Cartilage extraction, sodium dodecyl sulfate–polyacrylamide gel electrophoresis (SDS-PAGE), and immunoblotting.
Knee joints were dissected, weighed, and frozen at −80°C. On the day of extraction, the specimens were thawed and cut into 1-mm3 pieces. Ten volumes of chilled buffer I (0.15M NaCl, 50 mM Tris, pH 7.4) was added, and the tissue was extracted overnight at 4°C with continuous stirring. Extracts were clarified by centrifugation, and the supernatants were stored at –20°C. The pellets were reextracted in an identical manner with buffer II (1M NaCl, 10 mM EDTA, 50 mM Tris, pH 7.4) and the remaining insoluble material was extracted with buffer III (4M guanidine hydrochloride, 10 mM EDTA, 50 mM Tris, pH 7.4). All extraction buffers contained 2 mM phenylmethylsulfonyl fluoride and 2 mM N-ethylmaleimide. Aliquots of all extracts were precipitated with ethanol, and the pellets were processed and resuspended in SDS-PAGE sample buffer as described previously (19).
To determine the total amount of type II collagen in the tissue, the pellets obtained after extraction with buffer III were digested with pepsin as described elsewhere (22). Samples were applied to 4–12% SDS-PAGE gels, and electrophoresis was performed as described by Laemmli (23). For immunoblotting, the proteins were transferred to a nitrocellulose membrane and incubated with appropriate antibodies diluted in TBS. Bound antibodies were detected by luminescence using peroxidase-conjugated secondary antibodies (Dako), 3-aminophthalhydrazide (1.25 mM), p-coumaric acid (225 μM), and 0.01% H2O2.
The following primary antibodies were used: rabbit anti–type I collagen (1:25 dilution; Quartett item no. 2031503505), mouse monoclonal anti–type II collagen (1:500 dilution; Calbiochem item no. II-4C11), rabbit anti-NC4 domain of type IX collagen (1:2,000 dilution; see ref.4), a monoclonal mouse anti–type X collagen (clone X53; provided by Dr. Klaus von der Mark, University of Erlangen–Nuremberg, Erlangen, Germany), rabbit anti-COMP (1:1,000 dilution; see ref.24), rabbit anti–matrilin 3, rabbit anti–matrilin 1, and rabbit anti–matrilin 4 (1:1,000 dilution; see ref.25), rabbit antiaggrecan (1:1,000 dilution; Chemicon item no.

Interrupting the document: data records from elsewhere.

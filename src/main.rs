use anyhow::{Context, Result};
use clap::Parser;
use std::path::PathBuf;
use std::sync::Arc;
use tracing::{info, level_filters::LevelFilter};
use tracing_subscriber::{layer::SubscriberExt, util::SubscriberInitExt, EnvFilter};

use diddymeter_server::blacklist::{BlacklistSource, FileBlacklistSource, StaticBlacklistSource};
use diddymeter_server::cache_store::{CacheStore, InMemoryCacheStore, SqliteCacheStore};
use diddymeter_server::config::{AppConfig, CliConfig, FileConfig};
use diddymeter_server::gateway::{CacheGateway, RequestThrottle};
use diddymeter_server::musicbrainz::{MusicBrainzClient, MusicBrainzResolver};
use diddymeter_server::pipeline::TrackPipeline;
use diddymeter_server::server::{self, run_server, RequestsLoggingLevel, ServerState};
use diddymeter_server::spotify::SpotifyClient;

fn parse_path(s: &str) -> Result<PathBuf> {
    let path_buf = PathBuf::from(s);
    if path_buf.is_absolute() {
        return Ok(path_buf);
    }
    let cwd = std::env::current_dir().context("Could not read the working directory")?;
    Ok(cwd.join(path_buf))
}

#[derive(Parser, Debug)]
struct CliArgs {
    /// Path to a TOML config file. Values in it override the command line.
    #[clap(long, value_parser = parse_path)]
    pub config: Option<PathBuf>,

    /// Path to the SQLite lookup cache. The cache is kept in memory when omitted.
    #[clap(long, value_parser = parse_path)]
    pub cache_db: Option<PathBuf>,

    /// The port to listen on.
    #[clap(short, long, default_value_t = 3001)]
    pub port: u16,

    /// The port for the metrics server (Prometheus scraping).
    #[clap(long, default_value_t = 9091)]
    pub metrics_port: u16,

    /// The level of logging to perform on each request.
    #[clap(long, default_value = "path")]
    pub logging_level: RequestsLoggingLevel,

    /// Path to the frontend directory to be statically served.
    #[clap(long)]
    pub frontend_dir_path: Option<String>,

    /// TOML file with blacklist entries and role weights. Re-read on every request.
    #[clap(long, value_parser = parse_path)]
    pub blacklist_file: Option<PathBuf>,

    /// User-Agent sent to MusicBrainz, which asks for contact details in it.
    #[clap(long)]
    pub musicbrainz_user_agent: Option<String>,

    #[clap(long, env = "SPOTIFY_CLIENT_ID")]
    pub spotify_client_id: Option<String>,

    #[clap(long, env = "SPOTIFY_CLIENT_SECRET", hide_env_values = true)]
    pub spotify_client_secret: Option<String>,
}

impl From<&CliArgs> for CliConfig {
    fn from(args: &CliArgs) -> Self {
        CliConfig {
            cache_db: args.cache_db.clone(),
            port: args.port,
            metrics_port: args.metrics_port,
            logging_level: args.logging_level.clone(),
            frontend_dir_path: args.frontend_dir_path.clone(),
            blacklist_file: args.blacklist_file.clone(),
            musicbrainz_user_agent: args.musicbrainz_user_agent.clone(),
            spotify_client_id: args.spotify_client_id.clone(),
            spotify_client_secret: args.spotify_client_secret.clone(),
        }
    }
}

#[tokio::main]
async fn main() -> Result<()> {
    let cli_args = CliArgs::parse();

    tracing_subscriber::registry()
        .with(tracing_subscriber::fmt::layer())
        .with(
            EnvFilter::builder()
                .with_default_directive(LevelFilter::INFO.into())
                .with_env_var("LOG_LEVEL")
                .from_env_lossy(),
        )
        .try_init()
        .context("Failed to initialize logging")?;

    let file_config = match &cli_args.config {
        Some(path) => {
            info!("Loading config file {:?}...", path);
            Some(FileConfig::load(path)?)
        }
        None => None,
    };
    let app_config = AppConfig::resolve(&CliConfig::from(&cli_args), file_config)?;

    info!("Initializing metrics...");
    server::metrics::init_metrics();

    let cache_store: Arc<dyn CacheStore> = match &app_config.cache_db {
        Some(path) => {
            info!("Opening SQLite cache database at {:?}...", path);
            Arc::new(SqliteCacheStore::new(path)?)
        }
        None => {
            info!("No cache database configured, caching in memory");
            Arc::new(InMemoryCacheStore::new())
        }
    };

    let throttle_settings = &app_config.throttle;
    info!(
        "MusicBrainz throttle: enabled={}, {} concurrent, {:?} spacing, {} calls per {:?}",
        throttle_settings.enabled,
        throttle_settings.max_concurrent,
        throttle_settings.min_interval,
        throttle_settings.quota,
        throttle_settings.window
    );
    let throttle = Arc::new(RequestThrottle::new(throttle_settings.clone()));
    let gateway = Arc::new(CacheGateway::new(cache_store, throttle));

    let blacklist: Arc<dyn BlacklistSource> = match &app_config.blacklist_file {
        Some(path) => {
            info!("Using blacklist file {:?}", path);
            let source = FileBlacklistSource::new(path);
            source
                .load()
                .with_context(|| format!("Blacklist file {:?} is not valid", path))?;
            Arc::new(source)
        }
        None => {
            info!("Using built-in blacklist");
            Arc::new(StaticBlacklistSource::default())
        }
    };

    let spotify = SpotifyClient::new(app_config.spotify.clone())?;
    let musicbrainz = MusicBrainzClient::new(
        app_config.musicbrainz.clone(),
        app_config.retry.clone(),
        gateway.clone(),
    )?;
    let resolver = MusicBrainzResolver::new(musicbrainz, gateway.clone());

    let pipeline = Arc::new(TrackPipeline::new(
        Arc::new(spotify),
        Arc::new(resolver),
        blacklist.clone(),
        app_config.pipeline.clone(),
    ));

    let server_config = app_config.server_config();
    let state = ServerState::new(server_config.clone(), pipeline, gateway, blacklist);

    run_server(server_config, state).await
}
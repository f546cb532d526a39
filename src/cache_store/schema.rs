//! SQLite schema for the lookup cache database.

use crate::sqlite_column;
use crate::sqlite_persistence::{Column, SqlType, Table, VersionedSchema, DEFAULT_TIMESTAMP};

// =============================================================================
// Version 1 - key/value cache entries
// =============================================================================

/// One row per cached remote lookup. `value` holds the JSON-serialized result.
const CACHE_ENTRIES_TABLE_V1: Table = Table {
    name: "cache_entries",
    columns: &[
        sqlite_column!("key", &SqlType::Text, is_primary_key = true),
        sqlite_column!("value", &SqlType::Text, non_null = true),
        sqlite_column!(
            "created_at",
            &SqlType::Integer,
            non_null = true,
            default_value = Some(DEFAULT_TIMESTAMP)
        ),
    ],
    indices: &[("idx_cache_entries_created_at", "created_at")],
};

pub const CACHE_VERSIONED_SCHEMAS: &[VersionedSchema] = &[VersionedSchema {
    version: 1,
    tables: &[CACHE_ENTRIES_TABLE_V1],
}];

AB1031), rabbit anti–G1-DIPEN (1:4,000 dilution; gift from Dr. Attila Aszódi, Max Planck Institute for Biochemistry, Martinsried, Germany, and Dr. Amanda Fosang, University of Melbourne, Melbourne, Victoria, Australia), rabbit anti–MMP-9 (1:400 dilution; Chemicon item no. AB19016), rabbit anti–MMP-13 (1:400 dilution; Chemicon item no. AB8120), and rabbit anti–tissue inhibitor of metalloproteinases 3 (anti–TIMP-3) (1:250 dilution; Biomol item no. T3866a).
Results are presented as the mean ± SD. Statistical analysis was performed using IBM SPSS software. Student's unpaired t-test was conducted to test for differences. P values less than 0.05 were considered significant.
Long bones in newborn COMP/matrilin 3 double-deficient mice.
COMP/matrilin 3 double-deficient mice obtained by breeding of compound-heterozygous mice were of the expected Mendelian ratio, with no obvious abnormalities. Adult animals were fertile and had a normal lifespan. To study the early stages of development, whole-mount skeletal staining of newborn animals was performed. Length measurement of the long bones revealed no significant differences between the double-mutant animals and the controls (Figure 1A).
To elucidate whether the lack of COMP and matrilin 3 affects the growth plate structure or the distribution of proteoglycans and/or mineral, we performed combined Safranin O and von Kossa's staining. The morphology and cellular arrangement of the double-mutant growth plate were normal, with a columnar organization of proliferative cells, an arrangement of hypertrophic cells comparable to that in controls, and with a similar distribution of proteoglycans (Figure 1B). Von Kossa's staining showed mineralized trabecular structures in the metaphysis, with no alterations as compared to controls (Figure 1B). The lack of COMP and matrilin 3 was confirmed by immunohistochemical staining.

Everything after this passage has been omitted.